As Hong Kong's public space for remembrance has contracted, the work of keeping the memory alive has migrated overseas. Communities in London, Canada, and elsewhere now host vigils and rallies, carrying forward what was once a defining feature of Hong Kong's civic life. The city that was promised autonomy and freedoms when it returned to Chinese rule in 1997 has become a place where tying a red thread to a signpost requires police intervention, where the simple act of saying a date aloud can result in detention.
Notable Quotes
It's abnormal when people monitor you when you are saying or doing something— Sanmu Chen, performance artist
The Hearth Conversation Another angle on the story
Why a red thread? Why that specific length?
The thread itself is a symbol of connection, of binding people together across time. Six point four meters—that's the date encoded into the object. June 4. It's a way of speaking when speaking becomes risky.
But he was stopped immediately. Did he expect that?

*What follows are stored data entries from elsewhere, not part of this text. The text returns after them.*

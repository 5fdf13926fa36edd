use checkout_gateway::{CheckoutGateway, CheckoutRequest, CheckoutSession, GatewayError};
use mockall::mock;

mock! {
    pub Gateway {}
    impl CheckoutGateway for Gateway {
        async fn create_checkout(&self, request: CheckoutRequest) -> Result<CheckoutSession, GatewayError>;
    }
}
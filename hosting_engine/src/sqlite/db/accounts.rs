use sqlx::SqliteConnection;

use crate::db_types::{OrderId, ProvisionedAccount};

pub async fn fetch_by_order(
    order_id: &OrderId,
    conn: &mut SqliteConnection,
) -> Result<Option<ProvisionedAccount>, sqlx::Error> {
    sqlx::query_as("SELECT * FROM provisioned_accounts WHERE order_id = $1")
        .bind(order_id.as_str())
        .fetch_optional(conn)
        .await
}

pub async fn fetch_by_domain(
    domain: &str,
    conn: &mut SqliteConnection,
) -> Result<Option<ProvisionedAccount>, sqlx::Error> {
    sqlx::query_as("SELECT * FROM provisioned_accounts WHERE domain = $1").bind(domain).fetch_optional(conn).await
}

pub async fn insert_account(
    order_id: &OrderId,
    domain: &str,
    sharing_token: &str,
    pin: &str,
    conn: &mut SqliteConnection,
) -> Result<ProvisionedAccount, sqlx::Error> {
    sqlx::query_as(
        r#"
            INSERT INTO provisioned_accounts (order_id, domain, sharing_token, pin)
            VALUES ($1, $2, $3, $4)
            RETURNING *;
        "#,
    )
    .bind(order_id.as_str())
    .bind(domain)
    .bind(sharing_token)
    .bind(pin)
    .fetch_one(conn)
    .await
}
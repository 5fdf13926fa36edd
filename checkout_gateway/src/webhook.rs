use base64::{engine::general_purpose::STANDARD, Engine};
use hmac::{Hmac, Mac};
use hpg_common::Secret;
use log::*;
use serde::Deserialize;
use sha2::Sha256;

use crate::{
    data_objects::{PaymentCompleted, SessionMetadata},
    error::GatewayError,
};

pub const SIGNATURE_HEADER: &str = "X-Gateway-Signature";

const CHECKOUT_COMPLETED: &str = "checkout.completed";

/// A webhook payload after signature verification.
#[derive(Debug, Clone)]
pub enum WebhookEvent {
    PaymentCompleted(PaymentCompleted),
    /// A valid, correctly signed event of a type this service does not act on. Acknowledged and
    /// ignored.
    Unrecognized { event_type: String },
}

#[derive(Debug, Deserialize)]
struct WebhookPayload {
    #[serde(rename = "type")]
    event_type: String,
    session_id: String,
    metadata: SessionMetadata,
    amount: i64,
    currency: String,
    payment_method: String,
    reference: String,
    paid_at: chrono::DateTime<chrono::Utc>,
}

/// Verifies the signature over the raw payload bytes and parses the event.
///
/// Verification fails closed: a missing, malformed or mismatching signature yields
/// [`GatewayError::SignatureVerification`] and the payload is never parsed. The comparison is
/// constant time.
pub fn parse_webhook(payload: &[u8], signature: &str, secret: &Secret<String>) -> Result<WebhookEvent, GatewayError> {
    verify_signature(payload, signature, secret)?;
    let event: WebhookPayload = serde_json::from_slice(payload).map_err(|e| GatewayError::JsonError(e.to_string()))?;
    if event.event_type != CHECKOUT_COMPLETED {
        debug!("🛒️ Ignoring webhook event of type '{}'", event.event_type);
        return Ok(WebhookEvent::Unrecognized { event_type: event.event_type });
    }
    Ok(WebhookEvent::PaymentCompleted(PaymentCompleted {
        session_id: event.session_id,
        metadata: event.metadata,
        amount: event.amount.into(),
        currency: event.currency,
        payment_method: event.payment_method,
        reference: event.reference,
        paid_at: event.paid_at,
    }))
}

fn verify_signature(payload: &[u8], signature: &str, secret: &Secret<String>) -> Result<(), GatewayError> {
    let expected = STANDARD.decode(signature).map_err(|_| GatewayError::SignatureVerification)?;
    let mut mac = Hmac::<Sha256>::new_from_slice(secret.reveal().as_bytes())
        .map_err(|_| GatewayError::SignatureVerification)?;
    mac.update(payload);
    mac.verify_slice(&expected).map_err(|_| {
        warn!("🛒️ Webhook signature mismatch");
        GatewayError::SignatureVerification
    })
}
pub mod db;
mod sqlite_impl;
#[cfg(test)]
mod tests;

pub use sqlite_impl::SqliteDatabase;
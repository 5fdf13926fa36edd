use std::{
    fmt::Display,
    iter::Sum,
    ops::{Add, AddAssign, Neg, Sub, SubAssign},
};

use serde::{Deserialize, Serialize};
use sqlx::Type;
use thiserror::Error;

use crate::op;

//--------------------------------------    MinorUnits    -------------------------------------------------------------
/// An amount of money expressed in the smallest unit of its currency (cents for EUR/USD).
///
/// All persisted and wire-level amounts use this type so that no fractional or floating-point
/// amount ever reaches a payment provider or the database.
#[derive(Debug, Clone, Copy, Default, Type, Ord, PartialOrd, Serialize, Deserialize)]
#[sqlx(transparent)]
pub struct MinorUnits(i64);

op!(binary MinorUnits, Add, add);
op!(binary MinorUnits, Sub, sub);
op!(inplace MinorUnits, AddAssign, add_assign);
op!(inplace MinorUnits, SubAssign, sub_assign);
op!(unary MinorUnits, Neg, neg);

impl Sum for MinorUnits {
    fn sum<I: Iterator<Item = Self>>(iter: I) -> Self {
        iter.fold(Self::default(), Add::add)
    }
}

#[derive(Debug, Clone, Error)]
#[error("Value cannot be represented in minor currency units: {0}")]
pub struct MinorUnitsConversionError(pub String);

impl From<i64> for MinorUnits {
    fn from(value: i64) -> Self {
        Self(value)
    }
}

impl PartialEq for MinorUnits {
    fn eq(&self, other: &Self) -> bool {
        self.0 == other.0
    }
}

impl Eq for MinorUnits {}

impl Display for MinorUnits {
    fn fmt(&self, f: &mut std::fmt::Formatter<'_>) -> std::fmt::Result {
        let whole = self.0 / 100;
        let frac = (self.0 % 100).abs();
        write!(f, "{whole}.{frac:02}")
    }
}

impl MinorUnits {
    /// Convert a decimal amount in major units (e.g. `120.00` EUR) into minor units (`12000`).
    ///
    /// The amount must be a finite, strictly positive number. The conversion rounds the absolute
    /// value to the nearest minor unit, so the result is always a positive integer amount.
    pub fn from_decimal(amount: f64) -> Result<Self, MinorUnitsConversionError> {
        if !amount.is_finite() {
            return Err(MinorUnitsConversionError(format!("{amount} is not a finite number")));
        }
        if amount <= 0.0 {
            return Err(MinorUnitsConversionError(format!("{amount} is not a positive amount")));
        }
        let units = (amount.abs() * 100.0).round();
        if units > i64::MAX as f64 {
            return Err(MinorUnitsConversionError(format!("{amount} is too large")));
        }
        Ok(Self(units as i64))
    }

    pub fn value(&self) -> i64 {
        self.0
    }

    pub fn is_zero(&self) -> bool {
        self.0 == 0
    }
}
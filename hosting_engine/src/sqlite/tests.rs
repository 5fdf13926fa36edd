//! Tests against the real SQLite backend. Each test gets its own throwaway database file so the
//! SQL, the bound-parameter encodings and the stored text formats are exercised end to end.
use chrono::{Duration, Utc};
use hpg_common::MinorUnits;

use super::SqliteDatabase;
use crate::{
    db_types::{
        BillingPeriod,
        ContainerId,
        InvoiceStatus,
        NewOrder,
        OrderId,
        PaymentStatus,
        PlanType,
        ServiceStatus,
    },
    test_utils::prepare_env,
    traits::{LifecycleDatabase, LifecycleError, PaidOutcome, PaymentFacts},
};

async fn fresh_db(name: &str) -> SqliteDatabase {
    prepare_env();
    let path = std::env::temp_dir().join(format!("hpg_{name}_{:08x}.db", rand::random::<u32>()));
    let url = format!("sqlite://{}", path.display());
    SqliteDatabase::new_with_url(&url, 5).await.unwrap()
}

fn sample_order(id: &str, end_date_days_from_now: i64) -> NewOrder {
    NewOrder {
        order_id: OrderId(id.to_string()),
        customer_name: "Ada Hosting Ltd".to_string(),
        customer_email: "ada@example.com".to_string(),
        customer_phone: None,
        customer_company: None,
        customer_address: None,
        plan_type: PlanType::Standard,
        billing_period: BillingPeriod::Annual,
        price: MinorUnits::from(12000),
        currency: "EUR".to_string(),
        domain: format!("{id}.example.com"),
        start_date: Utc::now() - Duration::days(365),
        end_date: Utc::now() + Duration::days(end_date_days_from_now),
    }
}

fn facts(amount: i64) -> PaymentFacts {
    PaymentFacts {
        amount: MinorUnits::from(amount),
        method: "card".to_string(),
        reference: "ch_12345".to_string(),
        paid_at: Utc::now(),
    }
}

async fn seed_container_and_invoice(db: &SqliteDatabase) {
    sqlx::query("INSERT INTO containers (container_id, name, legacy_id, sharing_token) VALUES ($1, $2, $3, $4)")
        .bind("cont-1")
        .bind("ada.example.com")
        .bind(42i64)
        .bind("tok-ada")
        .execute(db.pool())
        .await
        .unwrap();
    sqlx::query("INSERT INTO invoices (invoice_id, container_id, number, currency, total_amount) VALUES ($1, $2, $3, $4, $5)")
        .bind("inv-1")
        .bind("cont-1")
        .bind("INV-2024-001")
        .bind("EUR")
        .bind(12000i64)
        .execute(db.pool())
        .await
        .unwrap();
}

#[tokio::test]
async fn fresh_orders_are_visible_to_the_watermark_query() {
    let db = fresh_db("watermark_query").await;
    let (order, inserted) = db.insert_order(sample_order("s1", 30)).await.unwrap();
    assert!(inserted);

    // A row inserted a moment ago must match a watermark from an hour ago. This is where a
    // created_at stored in the wrong text format silently breaks the poller.
    let seen = db.orders_created_after(Utc::now() - Duration::hours(1)).await.unwrap();
    assert_eq!(seen.len(), 1);
    assert_eq!(seen[0].order_id, order.order_id);

    let seen = db.orders_created_after(Utc::now()).await.unwrap();
    assert!(seen.is_empty());
}

#[tokio::test]
async fn insert_is_idempotent_on_the_order_id() {
    let db = fresh_db("idempotent_insert").await;
    let (first, inserted) = db.insert_order(sample_order("s2", 30)).await.unwrap();
    assert!(inserted);
    let (second, inserted) = db.insert_order(sample_order("s2", 30)).await.unwrap();
    assert!(!inserted);
    assert_eq!(first.id, second.id);
    assert_eq!(db.fetch_orders().await.unwrap().len(), 1);
}

#[tokio::test]
async fn status_writes_are_compare_and_set() {
    let db = fresh_db("cas").await;
    let (order, _) = db.insert_order(sample_order("s3", 30)).await.unwrap();

    let updated =
        db.update_service_status(&order.order_id, ServiceStatus::New, ServiceStatus::Active).await.unwrap();
    assert_eq!(updated.status, ServiceStatus::Active);

    // A writer that still believes the order is New loses with the actual status in hand.
    let err = db
        .update_service_status(&order.order_id, ServiceStatus::New, ServiceStatus::Cancelled)
        .await
        .unwrap_err();
    assert!(matches!(err, LifecycleError::Conflict { actual: ServiceStatus::Active, .. }));

    let err = db
        .update_service_status(&OrderId("ghost".to_string()), ServiceStatus::New, ServiceStatus::Active)
        .await
        .unwrap_err();
    assert!(matches!(err, LifecycleError::OrderNotFound(_)));
}

#[tokio::test]
async fn container_and_invoice_resolution_falls_back_in_order() {
    let db = fresh_db("resolution").await;
    seed_container_and_invoice(&db).await;

    assert_eq!(db.resolve_container("cont-1").await.unwrap().container_id.as_str(), "cont-1");
    assert_eq!(db.resolve_container("42").await.unwrap().container_id.as_str(), "cont-1");
    assert_eq!(db.resolve_container("tok-ada").await.unwrap().container_id.as_str(), "cont-1");
    assert_eq!(db.resolve_container("ada").await.unwrap().container_id.as_str(), "cont-1");

    let msg = db.resolve_container("nope").await.unwrap_err().to_string();
    assert!(msg.contains("exact id"), "unexpected message: {msg}");
    assert!(msg.contains("secondary id/number"), "unexpected message: {msg}");
    assert!(msg.contains("name or sharing token"), "unexpected message: {msg}");

    let container = ContainerId("cont-1".to_string());
    assert_eq!(db.resolve_invoice(&container, "inv-1").await.unwrap().invoice_id, "inv-1");
    assert_eq!(db.resolve_invoice(&container, "INV-2024-001").await.unwrap().invoice_id, "inv-1");
    let msg = db.resolve_invoice(&container, "inv-404").await.unwrap_err().to_string();
    assert!(msg.contains("No invoice matches"), "unexpected message: {msg}");
}

#[tokio::test]
async fn invoice_payments_apply_exactly_once() {
    let db = fresh_db("invoice_paid").await;
    seed_container_and_invoice(&db).await;
    let container = ContainerId("cont-1".to_string());

    let outcome = db.mark_invoice_paid(&container, "inv-1", &facts(12000)).await.unwrap();
    let paid = match outcome {
        PaidOutcome::Applied(invoice) => invoice,
        other => panic!("expected Applied, got {other:?}"),
    };
    assert_eq!(paid.status, InvoiceStatus::Paid);
    assert_eq!(paid.paid_amount, MinorUnits::from(12000));

    // A second event never touches the amounts.
    let outcome = db.mark_invoice_paid(&container, "inv-1", &facts(99999)).await.unwrap();
    match outcome {
        PaidOutcome::AlreadyPaid(invoice) => assert_eq!(invoice.paid_amount, MinorUnits::from(12000)),
        other => panic!("expected AlreadyPaid, got {other:?}"),
    }

    assert!(!db.session_processed("cs_1").await.unwrap());
    assert!(db.record_processed_session("cs_1").await.unwrap());
    assert!(db.session_processed("cs_1").await.unwrap());
    assert!(!db.record_processed_session("cs_1").await.unwrap());
}

#[tokio::test]
async fn expired_unpaid_orders_require_an_active_lapsed_service() {
    let db = fresh_db("expired").await;
    let (order, _) = db.insert_order(sample_order("s4", -1)).await.unwrap();

    // Still New, so the lapsed end date alone does not qualify it.
    assert!(db.expired_unpaid_orders(Utc::now()).await.unwrap().is_empty());

    db.update_service_status(&order.order_id, ServiceStatus::New, ServiceStatus::Active).await.unwrap();
    let expired = db.expired_unpaid_orders(Utc::now()).await.unwrap();
    assert_eq!(expired.len(), 1);
    assert_eq!(expired[0].order_id, order.order_id);

    db.update_payment_status(&order.order_id, PaymentStatus::Paid, Some(&facts(12000))).await.unwrap();
    assert!(db.expired_unpaid_orders(Utc::now()).await.unwrap().is_empty());
}

#[tokio::test]
async fn watermarks_round_trip() {
    let db = fresh_db("watermarks").await;
    assert!(db.fetch_watermark("reconciliation").await.unwrap().is_none());

    let ts = Utc::now();
    db.store_watermark("reconciliation", ts).await.unwrap();
    let stored = db.fetch_watermark("reconciliation").await.unwrap().unwrap();
    assert_eq!(stored.timestamp_micros(), ts.timestamp_micros());

    // Upsert on the same name.
    let later = ts + Duration::seconds(30);
    db.store_watermark("reconciliation", later).await.unwrap();
    let stored = db.fetch_watermark("reconciliation").await.unwrap().unwrap();
    assert_eq!(stored.timestamp_micros(), later.timestamp_micros());
}
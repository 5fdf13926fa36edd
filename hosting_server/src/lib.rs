pub mod cli;
pub mod config;
pub mod data_objects;
pub mod errors;
pub mod payment_routes;
pub mod reconciliation_worker;
pub mod routes;
pub mod server;

#[cfg(test)]
mod endpoint_tests;
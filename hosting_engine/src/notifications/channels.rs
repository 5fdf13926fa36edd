use log::*;

use crate::{
    db_types::NewNotification,
    notifications::{ChannelError, ChannelFuture, NotificationChannel, NotificationEvent},
    traits::LifecycleDatabase,
};

/// Persists events as rows in the operator's in-app notification feed. The store deduplicates on
/// (kind, order id) while an unread copy exists, so a flapping order does not flood the feed.
pub struct InAppChannel<B> {
    db: B,
}

impl<B> InAppChannel<B> {
    pub fn new(db: B) -> Self {
        Self { db }
    }
}

impl<B> NotificationChannel for InAppChannel<B>
where B: LifecycleDatabase + Send + Sync
{
    fn name(&self) -> &str {
        "in_app"
    }

    fn deliver<'a>(&'a self, event: &'a NotificationEvent) -> ChannelFuture<'a> {
        Box::pin(async move {
            let notification = NewNotification {
                kind: event.kind().to_string(),
                title: event.title(),
                message: event.message(),
                severity: event.severity(),
                order_id: event.order_id().cloned(),
            };
            self.db
                .insert_notification(notification)
                .await
                .map(|n| trace!("🔔️ In-app notification #{} stored", n.id))
                .map_err(|e| ChannelError::Delivery(e.to_string()))
        })
    }
}

/// Writes every event to the application log. Stands in for outbound mail in deployments where no
/// mail transport is configured.
#[derive(Debug, Clone, Default)]
pub struct LogChannel;

impl NotificationChannel for LogChannel {
    fn name(&self) -> &str {
        "log"
    }

    fn deliver<'a>(&'a self, event: &'a NotificationEvent) -> ChannelFuture<'a> {
        Box::pin(async move {
            info!("🔔️ [{:?}] {}: {}", event.audience(), event.title(), event.message());
            Ok(())
        })
    }
}
//! # Hosting order lifecycle engine
//!
//! The core library behind the hosting admin backend. It owns:
//!
//! * the order state machine ([`LifecycleApi`]), the sole writer of an order's service and
//!   payment status;
//! * the provisioning service ([`provisioning::ProvisioningApi`]) that creates downstream
//!   service accounts when orders are approved;
//! * the notification fan-out ([`notifications`]);
//! * the storage contract ([`traits::LifecycleDatabase`]) with an SQLite implementation
//!   ([`SqliteDatabase`]) and an in-memory implementation for tests.
//!
//! The HTTP surface and the payment-gateway client live in their own crates
//! (`hosting_server` and `checkout_gateway`); this crate knows nothing about HTTP.

pub mod db_types;
pub mod lifecycle;
pub mod notifications;
pub mod provisioning;
pub mod traits;

#[cfg(feature = "sqlite")]
pub mod sqlite;

#[cfg(any(test, feature = "test_utils"))]
pub mod test_utils;

pub use lifecycle::LifecycleApi;
#[cfg(feature = "sqlite")]
pub use sqlite::SqliteDatabase;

He's been detained twice before on the same day in recent years. So yes, he knew the risk. The question is whether the gesture matters even if it lasts only seconds before police arrive.
What changed between the vigils that drew tens of thousands and now?
A national security law. A pandemic that provided cover to ban the gatherings. The removal of the organizations that coordinated them. And a shift in what the government considers acceptable speech about the past.
The three organizers facing trial—what are they actually charged with?
Inciting subversion. Under the national security law. The maximum sentence is ten years. They're waiting for a verdict, possibly in July. It's a way of making an example.
Does anyone still gather in Hong Kong to remember?
Not publicly, not in any organized way. People try individually—a thread, a balloon, a chant—and they're stopped. The memory has moved elsewhere, to London, to Canada. Hong Kong is no longer the place where this happens.
What does that say about the promise made in 1997?
That autonomy and freedoms were conditional. They lasted as long as they didn't challenge the center of power. Once they did, they were withdrawn.